Investors who expected OrganiGram Holdings (NASDAQ:OGI) to report slightly positive earnings were all kinds of disappointed when the company instead reported a slight loss. The Canadian cannabis producer's bottom line missed by $0.15 per share and the stock slipped in response.

It's finally becoming clear to investors that selling marijuana is going to be a low-margin game. Luckily for its shareholders, OrganiGram looks like the only player that bothered reading the instructions first.

A cannabis leaf and cannabis buds on top of a Canadian flag.

Image source: Getty Images.

OrganiGram's earnings release for the fiscal fourth quarter ended Aug. 31, 2019, wasn't pretty, but the results weren't nearly as terrible as those posted by its larger competitors. Here are some of the encouraging points below the headline figures that you may have overlooked.

Technically positive

Cannabis with low levels of THC isn't easy to sell, and during OrganiGram's fourth quarter, the company had to set aside 3.7 million Canadian dollars to account for provinces returning subpar products. While that sounds terrifying, investors don't need to worry about this company's ability to produce cannabis that consumers want to buy. Most of the subpar products on their way back were part of a special order meant to help retailers fill empty shelves during last year's supply shortage.

During OrganiGram's fiscal 2019, adjusted earnings before interest, taxes, depreciation, and amortization (EBITDA) reached CA$19.9 million. That means the CA$47.9 million cash balance on the company's balance sheet isn't about to disappear in a puff of smoke.

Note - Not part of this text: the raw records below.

//! Burst stars and their per-tier kinematics.
//!
//! Every star is built from a row of [`TIERS`]; the table is the only place
//! tier-specific constants live. Size and speed are scaled by the device
//! profile once, at construction.

use std::f32::consts::TAU;

use crate::color::{self, ORANGE_RAMP, Palette, Rgb};
use crate::device::DeviceProfile;
use crate::surface::{GradientStop, Rect, Shadow, Surface};
use crate::trail::{Point, Trail};

const GRAVITY: f32 = 0.02;
const FRICTION: f32 = 0.993;
const EXPANSION_TICKS: u32 = 50;
const EXPANSION_FRICTION: f32 = 0.997;
const FADE_THRESHOLD: f32 = 0.3;
const COLOR_SHIFT_START: u32 = 30;
const COLOR_SHIFT_SPAN: u32 = 60;

#[derive(Clone, Copy, Debug, PartialEq, Eq, Hash)]
pub enum Tier {
    Outer,
    Middle,
    Inner,
    Spark,
    Glitter,
    Mini,
    /// Fallback profile for stars that don't belong to a named layer.
    Fallback,
}

#[derive(Clone, Copy, Debug, PartialEq)]
pub enum TierColor {
    Fixed(Rgb),
    Palette,
}

#[derive(Clone, Copy, Debug, PartialEq)]
pub struct TierSpec {
    pub speed: (f32, f32),
    pub size: (f32, f32),
    pub decay: f32,
    pub max_trail: usize,
    pub color: TierColor,
}

pub const TIERS: [(Tier, TierSpec); 7] = [
    (Tier::Outer, TierSpec { speed: (6.5, 9.0), size: (2.8, 4.6), decay: 0.0025, max_trail: 14, color: TierColor::Fixed(Rgb::hex(0xffaa44)) }),
    (Tier::Middle, TierSpec { speed: (5.0, 7.0), size: (2.0, 3.5), decay: 0.003, max_trail: 10, color: TierColor::Palette }),
    (Tier::Inner, TierSpec { speed: (3.5, 5.0), size: (1.5, 2.7), decay: 0.0035, max_trail: 8, color: TierColor::Palette }),
    (Tier::Spark, TierSpec { speed: (7.0, 10.0), size: (0.8, 1.6), decay: 0.005, max_trail: 6, color: TierColor::Fixed(Rgb::hex(0xffdd88)) }),
    (Tier::Glitter, TierSpec { speed: (2.0, 3.0), size: (1.2, 2.2), decay: 0.004, max_trail: 4, color: TierColor::Fixed(Rgb::hex(0xffffee)) }),
    (Tier::Mini, TierSpec { speed: (2.0, 4.0), size: (1.0, 2.0), decay: 0.007, max_trail: 5, color: TierColor::Palette }),
    (Tier::Fallback, TierSpec { speed: (3.0, 5.0), size: (1.5, 3.0), decay: 0.004, max_trail: 6, color: TierColor::Palette }),
];

impl Tier {
    pub fn spec(self) -> &'static TierSpec {
        let index = match self {
            Tier::Outer => 0,
            Tier::Middle => 1,
            Tier::Inner => 2,
            Tier::Spark => 3,
            Tier::Glitter => 4,
            Tier::Mini => 5,
            Tier::Fallback => 6,
        };
        &TIERS[index].1
    }

    fn glow_factor(self) -> f32 {
        match self {
            Tier::Outer | Tier::Glitter => 3.0,
            _ => 2.5,
        }
    }

    fn cools_down(self) -> bool {
        !matches!(self, Tier::Outer | Tier::Spark | Tier::Glitter)
    }
}

fn sample(range: (f32, f32), rng: &mut fastrand::Rng) -> f32 {
    range.0 + rng.f32() * (range.1 - range.0)
}

#[derive(Clone, Debug)]
pub struct Particle {
    x: f32,
    y: f32,
    vx: f32,
    vy: f32,
    tier: Tier,
    color: Rgb,
    fading_color: Rgb,
    size: f32,
    alpha: f32,
    decay: f32,
    gravity: f32,
    age: u32,
    trail: Trail,
    twinkle_speed: Option<f32>,
}

impl Particle {
    pub fn new(
        x: f32,
        y: f32,
        palette: &Palette,
        tier: Tier,
        profile: &DeviceProfile,
        rng: &mut fastrand::Rng,
    ) -> Self {
        let spec = tier.spec();
        let scale = profile.scale_factor();

        let angle = rng.f32() * TAU;
        let speed = sample(spec.speed, rng);
        let size = sample(spec.size, rng) * scale;
        let color = match spec.color {
            TierColor::Fixed(c) => c,
            TierColor::Palette => color::pick(palette, rng),
        };
        let twinkle_speed = (tier == Tier::Glitter).then(|| 0.05 + rng.f32() * 0.1);

        Self {
            x,
            y,
            vx: angle.cos() * speed * scale,
            vy: angle.sin() * speed * scale,
            tier,
            color,
            fading_color: color,
            size,
            alpha: 1.0,
            decay: spec.decay,
            gravity: GRAVITY * scale,
            age: 0,
            trail: Trail::new(spec.max_trail),
            twinkle_speed,
        }
    }

    pub fn update(&mut self) {
        self.age += 1;
        self.trail.push(self.x, self.y);

        // Bloom: looser drag and no gravity until the shell has opened.
        let expanding = self.age <= EXPANSION_TICKS;
        let friction = if expanding { EXPANSION_FRICTION } else { FRICTION };
        self.vx *= friction;
        self.vy *= friction;
        if !expanding {
            self.vy += self.gravity;
        }

        self.x += self.vx;
        self.y += self.vy;

        self.alpha -= self.decay;

        // Glitter pays the decay twice and twinkles by a factor in [0.4, 1].
        if let Some(speed) = self.twinkle_speed {
            let twinkle = 0.7 + (self.age as f32 * speed).sin() * 0.3;
            self.alpha = (self.alpha - self.decay).max(0.0) * twinkle;
        }

        if self.tier.cools_down()
            && self.age > COLOR_SHIFT_START
            && self.age < COLOR_SHIFT_START + COLOR_SHIFT_SPAN
        {
            let step = (2 * (self.age - COLOR_SHIFT_START) / COLOR_SHIFT_SPAN) as usize;
            self.fading_color = ORANGE_RAMP[step.min(ORANGE_RAMP.len() - 1)];
        }
    }

    pub fn render<S: Surface + ?Sized>(&mut self, surface: &mut S, profile: &DeviceProfile) {
        let opacity = self.opacity();
        if opacity <= 0.0 {
            return;
        }

        let fading = self.alpha < FADE_THRESHOLD;
        let fade = if fading { self.alpha / FADE_THRESHOLD } else { 1.0 };
        let color = self.fading_color;

        if self.tier != Tier::Glitter && !fading && self.trail.len() > 1 {
            let width = self.size * 0.6;
            surface.stroke_polyline(self.trail.make_contiguous(), width, color, opacity * 0.5);
        }

        let size = if fading { self.size * (0.3 + fade * 0.7) } else { self.size };
        let radius = size * self.tier.glow_factor();
        let center = Point { x: self.x, y: self.y };
        if fading {
            let stops = [
                GradientStop { offset: 0.0, opacity: 1.0 },
                GradientStop { offset: 0.3, opacity: 0.6 * fade },
                GradientStop { offset: 0.7, opacity: 0.2 * fade },
                GradientStop { offset: 1.0, opacity: 0.0 },
            ];
            surface.fill_radial_gradient(center, radius, color, &stops, opacity);
        } else {
            let stops = [
                GradientStop { offset: 0.0, opacity: 1.0 },
                GradientStop { offset: 0.5, opacity: 0.4 },
                GradientStop { offset: 1.0, opacity: 0.0 },
            ];
            surface.fill_radial_gradient(center, radius, color, &stops, opacity);
        }

        let blur = match (profile.is_mobile(), fading) {
            (true, true) => 8.0,
            (true, false) => 5.0,
            (false, true) => 10.0,
            (false, false) => 6.0,
        };
        surface.set_shadow(Some(Shadow { blur, color }));
        surface.fill_rect(Rect::centered(self.x, self.y, size), color, opacity);
        surface.set_shadow(None);
    }

    /// Whether the scheduler should drop this star.
    pub fn is_spent(&self, surface_height: f32) -> bool {
        self.alpha <= 0.0 || self.y > surface_height
    }

    pub fn opacity(&self) -> f32 {
        self.alpha.clamp(0.0, 1.0)
    }

    pub fn x(&self) -> f32 {
        self.x
    }

    pub fn y(&self) -> f32 {
        self.y
    }

    pub fn velocity(&self) -> (f32, f32) {
        (self.vx, self.vy)
    }

    pub fn alpha(&self) -> f32 {
        self.alpha
    }

    pub fn age(&self) -> u32 {
        self.age
    }

    pub fn tier(&self) -> Tier {
        self.tier
    }

    pub fn size(&self) -> f32 {
        self.size
    }

    pub fn base_color(&self) -> Rgb {
        self.color
    }

    pub fn color(&self) -> Rgb {
        self.fading_color
    }

    pub fn trail(&self) -> &Trail {
        &self.trail
    }
}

OrganiGram is still operating from a single facility in New Brunswick, which makes it a lot more efficient than its larger competitors. For example, Aurora Cannabis (NYSE:ACB) currently has 15 different production facilities on three continents, but the company can't afford to keep all the lights on. During the year ended June 30, 2019, Aurora reported adjusted EBITDA that was CA$155 million underwater.

Fiscally conservative

Instead of trying to dazzle investors with giant new facilities, OrganiGram's been squeezing more high-quality cannabis from a single location. That's a big reason sales, general, and administration (SG&A) expenses were just CA$33.2 million in fiscal 2019, or 41% of net revenue. During Aurora's fiscal 2019, out-of-control SG&A expenses soared to CA$271 million, or 110% of net revenue.

During the three months ended Aug. 31, 2019, OrganiGram received licensing approval for 17 new growing rooms that will bring annual production capacity to 76,000 kilograms. Until the provinces can get their act together on the retail end, OrganiGram will halt expansion projects. If it needs to meet higher demand, though, it can quickly boost annual production capacity to 113,000 kilograms by finishing a project that's already two-thirds complete.

Rows of marijuana plants in an indoor grow facility.

Image source: Getty Images.

Horticulturally competent

Bigger buds aren't necessarily stronger, but it's a good sign of a successful grow. In the fiscal fourth quarter, the average plant in OrganiGram's facilities produced 148 grams of dried flower.

Aurora likes to boast about its high-yield facilities, but the numbers suggest its growers could learn a lot from OrganiGram. Aurora doesn't report yields per plant harvested, but the company was expecting a range between 35 grams and 65 grams at the end of June. With the exception of certain strains that big producers usually avoid, experienced hobbyists would be fairly disappointed about a plant yielding just 65 grams.

Building a better brand

Nobody has figured out how to create a successful luxury brand yet, but fancy retail outlets and celebrity endorsements aren't working. OrganiGram is the only company I know of that hand-trims the big flowers that come off the tops of its plants and sells them separately as a premium brand.

The smaller, less desirable flowers that don't receive as much light during the growing process are still pretty good, despite running through an auto-trimmer. Marketing them as premium, though, would drive away customers who would feel cheated.

Medicine bottles and marijuana leaves.

Image source: Getty Images.

Putting it all together

Just because cannabis production is a low-margin business doesn't mean OrganiGram stock can't outperform the broader market, especially at its recent valuation. Despite the company being the best-managed big producer in Canada, its market cap has tumbled to just CA$525 million.

Fluctuating values for plants that grow from seed to harvest every few months will probably lead to lumpy earnings from one quarter to the next. Investors will still want to keep their eyes on OrganiGram, but it's important to consider a longer timeline before getting too excited about one negative, or positive, earnings report.